Quedaron grabados a fuego los enfrentamientos del 19 y 20 de diciembre, pero ésos no fueron los únicos cacerolazos. Hubo uno muy grande en diciembre –el que eyectó a Rodríguez Saá–, y durante 2002 el paisaje urbano repetía los palazos cotidianos contra las vallas que envolvían a los bancos, a la Rosada y al Congreso. El sonido ambiente de toda la Argentina era metálico.
Se hablaba mucho, entonces, de “los nuevos pobres”. Era un ítem periodístico. Los “nuevos pobres” la pasaban muy mal. Peor, probablemente, que los que habían sido pobres toda la vida. Tenían menos defensas y, sobre todo, menos representaciones simbólicas en las que refugiarse. Pertenecían a la clase media venida abajo. Ahí sí que se partió la clase media, y vaya cómo. Ahí sí que en una misma familia podían confluir uno que se había llevado la plata afuera, otro al que lo había agarrado el corralón y otro que lo había perdido todo, hasta el trabajo. De la clase media eran millones los desocupados que los ‘90 fueron dejando por tendales. Como era un ítem periodístico, se escribió bastante sobre “los nuevos pobres”. En rigor, esa clase media atrapada por los bancos o por la desocupación fue la gran novedad que trajeron esos años, porque pobres hubo siempre. El movimiento social descendente de las políticas impartidas desde el FMI –las mismas de ahora– lo que inauguró no fue la pobreza, sino la indigencia entre los que ya eran pobres, y esa nueva pobreza devenida en tal cuando se desmantelan las políticas sociales de un Estado protector y al mismo tiempo se destruye el aparato productivo.

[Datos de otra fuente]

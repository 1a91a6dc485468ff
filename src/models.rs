//! Ticket Models
//!
//! Data structures persisted in the ticket snapshot.

use std::fmt;

use serde::{Deserialize, Serialize};

/// Ticket priority color.
///
/// The palette order is fixed; cycling walks it front to back and wraps.
#[derive(Debug, Clone, Copy, PartialEq, Eq, Hash, Serialize, Deserialize, Default)]
pub enum TicketColor {
    #[serde(rename = "lightpink")]
    Pink,
    #[serde(rename = "lightgreen")]
    Green,
    #[serde(rename = "lightblue")]
    Blue,
    /// Default composer color (last palette entry)
    #[default]
    #[serde(rename = "black")]
    Black,
}

/// The fixed 4-color palette, in cycling order
pub const PALETTE: [TicketColor; 4] = [
    TicketColor::Pink,
    TicketColor::Green,
    TicketColor::Blue,
    TicketColor::Black,
];

impl TicketColor {
    /// CSS color name, also used as the wire value
    pub fn as_str(&self) -> &'static str {
        match self {
            TicketColor::Pink => "lightpink",
            TicketColor::Green => "lightgreen",
            TicketColor::Blue => "lightblue",
            TicketColor::Black => "black",
        }
    }

    /// Position in the palette
    pub fn index(&self) -> usize {
        PALETTE
            .iter()
            .position(|c| c == self)
            .unwrap_or(PALETTE.len() - 1)
    }

    /// Next palette entry, wrapping after the last one
    pub fn next(&self) -> Self {
        PALETTE[(self.index() + 1) % PALETTE.len()]
    }
}

impl fmt::Display for TicketColor {
    fn fmt(&self, f: &mut fmt::Formatter<'_>) -> fmt::Result {
        f.write_str(self.as_str())
    }
}

/// Short unique ticket identifier
#[derive(Debug, Clone, PartialEq, Eq, Hash, PartialOrd, Ord, Serialize, Deserialize)]
#[serde(transparent)]
pub struct TicketId(pub String);

impl fmt::Display for TicketId {
    fn fmt(&self, f: &mut fmt::Formatter<'_>) -> fmt::Result {
        f.write_str(&self.0)
    }
}

impl From<&str> for TicketId {
    fn from(s: &str) -> Self {
        TicketId(s.to_string())
    }
}

/// A single ticket card (matches the stored snapshot record)
#[derive(Debug, Clone, PartialEq, Serialize, Deserialize)]
pub struct Ticket {
    #[serde(rename = "ticketColor")]
    pub color: TicketColor,
    #[serde(rename = "ticketTask")]
    pub task: String,
    #[serde(rename = "ticketID")]
    pub id: TicketId,
}

impl Ticket {
    pub fn new(id: TicketId, color: TicketColor, task: String) -> Self {
        Self { color, task, id }
    }
}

Esa gente estaba deprimida. Había una depresión específica del desocupado, que se sentía inútil para llevar el pan a su casa, que no podía sentirse viril, que no podía elegir la educación de sus hijos, que muchas veces se dedicaba a hacer las cosas de la casa mientras su mujer salía a trabajar. Ese fue otro ítem periodístico de esos años: las mujeres eran más permeables a agarrar cualquier changa o a inventar cualquier cosa para generar recursos (tortas para vender, ropa para arreglar, kioscos para atender, hijos ajenos para cuidar, etc.) que los varones. Los varones fueron, creo, los que más sufrieron el naufragio, porque el tipo de masculinidad patriarcal es muy pudorosa con sus propios flancos débiles, y los hombres del 2002 que pasaban los cuarenta y cinco años y no tenían trabajo muchas veces se dieron por vencidos.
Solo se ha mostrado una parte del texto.